Work required:
In the data, find the word "Uuid" and copy out every line that has it.

Data to use:
##############################
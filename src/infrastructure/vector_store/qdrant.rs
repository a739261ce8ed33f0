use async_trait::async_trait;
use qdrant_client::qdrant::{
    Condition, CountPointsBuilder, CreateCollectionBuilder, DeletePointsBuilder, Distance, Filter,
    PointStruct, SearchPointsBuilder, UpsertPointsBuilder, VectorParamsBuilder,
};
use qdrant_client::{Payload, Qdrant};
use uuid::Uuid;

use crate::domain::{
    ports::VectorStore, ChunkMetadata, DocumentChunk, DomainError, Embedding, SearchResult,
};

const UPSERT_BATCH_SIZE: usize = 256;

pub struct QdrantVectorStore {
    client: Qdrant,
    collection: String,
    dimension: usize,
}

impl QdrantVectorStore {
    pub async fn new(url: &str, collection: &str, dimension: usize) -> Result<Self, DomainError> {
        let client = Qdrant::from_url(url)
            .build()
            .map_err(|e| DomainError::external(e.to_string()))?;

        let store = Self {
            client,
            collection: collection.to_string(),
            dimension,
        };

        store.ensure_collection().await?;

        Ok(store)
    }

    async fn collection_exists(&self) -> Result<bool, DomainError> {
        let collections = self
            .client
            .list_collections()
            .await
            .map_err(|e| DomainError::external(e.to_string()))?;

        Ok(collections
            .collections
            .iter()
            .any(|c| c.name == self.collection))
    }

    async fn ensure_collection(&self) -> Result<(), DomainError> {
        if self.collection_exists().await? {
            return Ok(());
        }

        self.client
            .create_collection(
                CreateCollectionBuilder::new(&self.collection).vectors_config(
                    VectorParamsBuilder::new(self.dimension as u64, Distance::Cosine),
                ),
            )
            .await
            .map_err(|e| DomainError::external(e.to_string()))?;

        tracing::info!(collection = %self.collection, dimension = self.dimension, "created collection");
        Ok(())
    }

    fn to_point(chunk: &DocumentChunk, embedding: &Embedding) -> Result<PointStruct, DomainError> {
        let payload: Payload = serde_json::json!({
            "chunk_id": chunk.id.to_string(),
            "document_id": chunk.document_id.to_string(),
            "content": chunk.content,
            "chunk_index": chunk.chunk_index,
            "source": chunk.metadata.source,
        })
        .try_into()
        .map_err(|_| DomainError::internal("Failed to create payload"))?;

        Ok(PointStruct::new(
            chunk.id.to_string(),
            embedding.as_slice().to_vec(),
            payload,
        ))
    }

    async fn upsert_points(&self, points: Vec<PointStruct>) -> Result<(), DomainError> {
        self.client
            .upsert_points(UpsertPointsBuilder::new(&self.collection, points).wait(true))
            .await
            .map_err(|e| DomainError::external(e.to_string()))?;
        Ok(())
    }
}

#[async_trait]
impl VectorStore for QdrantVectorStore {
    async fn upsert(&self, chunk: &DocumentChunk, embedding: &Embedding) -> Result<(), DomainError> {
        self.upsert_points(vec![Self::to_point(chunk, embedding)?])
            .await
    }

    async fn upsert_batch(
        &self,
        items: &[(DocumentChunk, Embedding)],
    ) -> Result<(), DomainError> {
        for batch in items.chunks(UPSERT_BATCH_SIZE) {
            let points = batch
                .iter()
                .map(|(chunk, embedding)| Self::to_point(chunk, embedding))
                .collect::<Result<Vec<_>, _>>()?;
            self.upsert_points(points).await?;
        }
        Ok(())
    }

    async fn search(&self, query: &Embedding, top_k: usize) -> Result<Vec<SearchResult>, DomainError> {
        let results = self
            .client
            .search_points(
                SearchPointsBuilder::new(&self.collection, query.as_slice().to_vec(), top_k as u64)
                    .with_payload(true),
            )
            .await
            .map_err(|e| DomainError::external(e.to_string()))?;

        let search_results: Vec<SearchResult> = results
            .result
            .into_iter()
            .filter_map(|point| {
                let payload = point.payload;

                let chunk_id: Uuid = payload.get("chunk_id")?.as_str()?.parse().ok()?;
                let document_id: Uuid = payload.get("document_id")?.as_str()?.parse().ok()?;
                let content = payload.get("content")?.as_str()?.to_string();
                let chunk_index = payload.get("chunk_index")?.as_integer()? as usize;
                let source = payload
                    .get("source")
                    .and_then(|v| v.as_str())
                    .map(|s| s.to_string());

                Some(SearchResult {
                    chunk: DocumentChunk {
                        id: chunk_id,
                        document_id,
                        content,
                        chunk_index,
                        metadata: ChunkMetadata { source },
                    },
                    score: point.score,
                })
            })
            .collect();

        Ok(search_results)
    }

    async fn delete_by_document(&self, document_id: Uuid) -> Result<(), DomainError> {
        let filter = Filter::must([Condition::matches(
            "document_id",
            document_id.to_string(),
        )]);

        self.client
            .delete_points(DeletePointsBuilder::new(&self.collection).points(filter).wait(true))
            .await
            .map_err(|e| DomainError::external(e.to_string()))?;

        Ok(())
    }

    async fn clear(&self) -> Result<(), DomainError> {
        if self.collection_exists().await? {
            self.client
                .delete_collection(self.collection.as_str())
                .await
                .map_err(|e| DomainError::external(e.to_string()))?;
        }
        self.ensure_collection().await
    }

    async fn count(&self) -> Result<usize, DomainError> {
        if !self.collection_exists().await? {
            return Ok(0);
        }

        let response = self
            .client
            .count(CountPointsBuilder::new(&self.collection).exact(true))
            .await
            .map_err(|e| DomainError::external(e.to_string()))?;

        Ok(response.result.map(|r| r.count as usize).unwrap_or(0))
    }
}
##############################
Result of this task:
use uuid::Uuid;
                let chunk_id: Uuid = payload.get("chunk_id")?.as_str()?.parse().ok()?;
                let document_id: Uuid = payload.get("document_id")?.as_str()?.parse().ok()?;
    async fn delete_by_document(&self, document_id: Uuid) -> Result<(), DomainError> {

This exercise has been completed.